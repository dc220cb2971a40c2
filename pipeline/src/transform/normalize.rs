//! Column renaming to the shared key vocabulary, and municipality line
//! parsing.

use serde::{Deserialize, Serialize};

use crate::logs::log_warning;
use crate::table::{cell, Table};

pub const COUNTRY_RENAMES: &[(&str, &str)] = &[
    ("Country Code", "CountryCode"),
    ("Country Name", "CountryName"),
];

pub const INDICATOR_RENAMES: &[(&str, &str)] = &[
    ("Indicator Code", "IndCode"),
    ("Indicator Name", "IndName"),
];

pub const MUNICIPAL_STATS_RENAMES: &[(&str, &str)] = &[("Code", "MunicipalityCode")];

pub const MUNICIPALITY_CODE: &str = "MunicipalityCode";
pub const MUNICIPALITY_NAME: &str = "MunicipalityName";

/// Rename columns by exact name. Absent source columns are skipped with a
/// warning; rows and column order are untouched.
pub fn rename_columns(mut table: Table, renames: &[(&str, &str)]) -> Table {
    for (from, to) in renames {
        if !table.rename_column(from, to) {
            log_warning(format!(
                "Column '{}' not found, '{}' will not be available for joins",
                from, to
            ));
        }
    }
    table
}

pub fn normalize_country_metadata(table: Table) -> Table {
    rename_columns(table, COUNTRY_RENAMES)
}

pub fn normalize_indicator_metadata(table: Table) -> Table {
    rename_columns(table, INDICATOR_RENAMES)
}

pub fn normalize_municipal_stats(table: Table) -> Table {
    rename_columns(table, MUNICIPAL_STATS_RENAMES)
}

/// One municipality from the document listing.
#[derive(Debug, Clone, PartialEq, Eq, Serialize, Deserialize)]
pub struct Municipality {
    pub code: String,
    pub name: String,
}

/// Parse `code<TAB>name` lines. Splits on the first tab and trims both
/// sides; lines without a tab are skipped.
pub fn parse_municipality_lines<I, S>(lines: I) -> Vec<Municipality>
where
    I: IntoIterator<Item = S>,
    S: AsRef<str>,
{
    lines
        .into_iter()
        .filter_map(|line| {
            let (code, name) = line.as_ref().split_once('\t')?;
            Some(Municipality {
                code: code.trim().to_string(),
                name: name.trim().to_string(),
            })
        })
        .collect()
}

/// Build the `MunicipalityCode, MunicipalityName` table.
pub fn municipality_table(municipalities: &[Municipality]) -> Table {
    Table::from_rows(
        vec![MUNICIPALITY_CODE.to_string(), MUNICIPALITY_NAME.to_string()],
        municipalities
            .iter()
            .map(|m| vec![cell(&m.code), cell(&m.name)])
            .collect(),
    )
}

#[cfg(test)]
mod tests {
    use super::*;

    #[test]
    fn test_municipality_lines() {
        let lines = ["001\tSeoul", "no tab here", "002\tBusan"];
        let parsed = parse_municipality_lines(lines);

        assert_eq!(
            parsed,
            vec![
                Municipality {
                    code: "001".into(),
                    name: "Seoul".into()
                },
                Municipality {
                    code: "002".into(),
                    name: "Busan".into()
                },
            ]
        );
    }

    #[test]
    fn test_split_on_first_tab_and_trim() {
        let parsed = parse_municipality_lines(vec![" 11 \t Jongno-gu\tSeoul ".to_string()]);
        assert_eq!(parsed[0].code, "11");
        assert_eq!(parsed[0].name, "Jongno-gu\tSeoul");
    }

    #[test]
    fn test_municipality_table() {
        let table = municipality_table(&parse_municipality_lines(["001\tSeoul"]));
        assert_eq!(table.headers(), &["MunicipalityCode", "MunicipalityName"]);
        assert_eq!(table.get(0, "MunicipalityName"), Some("Seoul"));
    }

    #[test]
    fn test_rename_preserves_rows_and_order() {
        let input = Table::from_rows(
            vec!["Country Code".into(), "Region".into(), "Country Name".into()],
            vec![
                vec![cell("KOR"), cell("East Asia"), cell("Korea, Rep.")],
                vec![cell("JPN"), None, cell("Japan")],
            ],
        );

        let output = normalize_country_metadata(input.clone());
        assert_eq!(output.headers(), &["CountryCode", "Region", "CountryName"]);
        assert_eq!(output.rows(), input.rows());
    }

    #[test]
    fn test_missing_source_column_is_noop() {
        let input = Table::from_rows(
            vec!["Indicator Code".into(), "SOURCE_NOTE".into()],
            vec![vec![cell("NY.GDP.MKTP.CD"), cell("GDP at purchaser's prices")]],
        );

        let output = normalize_indicator_metadata(input);
        assert_eq!(output.headers(), &["IndCode", "SOURCE_NOTE"]);

        let stats = normalize_municipal_stats(Table::new(vec!["Region".into()]));
        assert_eq!(stats.headers(), &["Region"]);
    }
}
//! Key joins between tables.
//!
//! Column layout of a join result:
//!
//! - left columns, then right columns
//! - when both sides use the same key name the right key is dropped
//! - any other name present on both sides gets `_x` (left) / `_y` (right)
//!
//! Missing key values match each other. A key column absent from either
//! side matches nothing: inner joins come out empty, left joins keep every
//! left row with missing right-side cells. This is logged, not raised.

use std::collections::{HashMap, HashSet};

use crate::logs::log_warning;
use crate::table::{Cell, Table};

const LEFT_SUFFIX: &str = "_x";
const RIGHT_SUFFIX: &str = "_y";

/// Join strategy
#[derive(Debug, Clone, Copy, PartialEq, Eq)]
pub enum JoinKind {
    /// Keep only rows with a match on both sides.
    Inner,
    /// Keep every left row; unmatched rows get missing right cells.
    Left,
}

/// Inner join on `left.left_on == right.right_on`.
pub fn inner_join(left: &Table, right: &Table, left_on: &str, right_on: &str) -> Table {
    merge(left, right, left_on, right_on, JoinKind::Inner)
}

/// Left outer join on a key column of the same name on both sides.
pub fn left_join(left: &Table, right: &Table, on: &str) -> Table {
    merge(left, right, on, on, JoinKind::Left)
}

/// Join two tables. Output follows left row order; each left row is
/// followed by its matches in right row order (cross product on duplicate
/// keys).
pub fn merge(left: &Table, right: &Table, left_on: &str, right_on: &str, how: JoinKind) -> Table {
    let left_key = left.column_index(left_on);
    let right_key = right.column_index(right_on);

    if left_key.is_none() {
        log_warning(format!("Join key '{}' missing from left table, no rows will match", left_on));
    }
    if right_key.is_none() {
        log_warning(format!("Join key '{}' missing from right table, no rows will match", right_on));
    }

    let shared_key = left_on == right_on && left_key.is_some() && right_key.is_some();
    let right_keep: Vec<usize> = (0..right.width())
        .filter(|&i| !(shared_key && Some(i) == right_key))
        .collect();

    let headers = join_headers(left, right, &right_keep, if shared_key { Some(left_on) } else { None });
    let mut out = Table::new(headers);

    let index = match right_key {
        Some(k) => build_index(right, k),
        None => HashMap::new(),
    };

    let mut matched_rows = 0usize;
    for row in left.rows() {
        let matches = left_key.and_then(|k| index.get(&row[k].as_deref()));

        match matches {
            Some(right_rows) => {
                matched_rows += 1;
                for &r in right_rows {
                    let right_row = &right.rows()[r];
                    let mut joined: Vec<Cell> = row.clone();
                    joined.extend(right_keep.iter().map(|&i| right_row[i].clone()));
                    out.push_row(joined);
                }
            }
            None if how == JoinKind::Left => {
                let mut joined: Vec<Cell> = row.clone();
                joined.extend(right_keep.iter().map(|_| None));
                out.push_row(joined);
            }
            None => {}
        }
    }

    if matched_rows == 0 && !left.is_empty() && left_key.is_some() && right_key.is_some() {
        log_warning(format!(
            "No '{}' value matched '{}' in {} left rows",
            left_on,
            right_on,
            left.len()
        ));
    }

    out
}

fn build_index(table: &Table, key: usize) -> HashMap<Option<&str>, Vec<usize>> {
    let mut index: HashMap<Option<&str>, Vec<usize>> = HashMap::new();
    for (i, row) in table.rows().iter().enumerate() {
        index.entry(row[key].as_deref()).or_default().push(i);
    }
    index
}

fn join_headers(left: &Table, right: &Table, right_keep: &[usize], shared_key: Option<&str>) -> Vec<String> {
    let left_names: HashSet<&str> = left.headers().iter().map(String::as_str).collect();
    let right_names: HashSet<&str> = right_keep
        .iter()
        .map(|&i| right.headers()[i].as_str())
        .collect();
    let clash = |name: &str| {
        Some(name) != shared_key && left_names.contains(name) && right_names.contains(name)
    };

    let mut headers: Vec<String> = left
        .headers()
        .iter()
        .map(|h| {
            if clash(h.as_str()) {
                format!("{}{}", h, LEFT_SUFFIX)
            } else {
                h.clone()
            }
        })
        .collect();

    headers.extend(right_keep.iter().map(|&i| {
        let h = &right.headers()[i];
        if clash(h.as_str()) {
            format!("{}{}", h, RIGHT_SUFFIX)
        } else {
            h.clone()
        }
    }));

    headers
}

※ ※ ※

* Work to complete
Copy out, word for word, the part of the entries above that begins at the line with "name on both sides." and ends at the line with "let index = match", including both.

* Solution below
/// Left outer join on a key column of the same name on both sides.
pub fn left_join(left: &Table, right: &Table, on: &str) -> Table {
    merge(left, right, on, on, JoinKind::Left)
}

/// Join two tables. Output follows left row order; each left row is
/// followed by its matches in right row order (cross product on duplicate
/// keys).
pub fn merge(left: &Table, right: &Table, left_on: &str, right_on: &str, how: JoinKind) -> Table {
    let left_key = left.column_index(left_on);
    let right_key = right.column_index(right_on);

    if left_key.is_none() {
        log_warning(format!("Join key '{}' missing from left table, no rows will match", left_on));
    }
    if right_key.is_none() {
        log_warning(format!("Join key '{}' missing from right table, no rows will match", right_on));
    }

    let shared_key = left_on == right_on && left_key.is_some() && right_key.is_some();
    let right_keep: Vec<usize> = (0..right.width())
        .filter(|&i| !(shared_key && Some(i) == right_key))
        .collect();

    let headers = join_headers(left, right, &right_keep, if shared_key { Some(left_on) } else { None });
    let mut out = Table::new(headers);

    let index = match right_key {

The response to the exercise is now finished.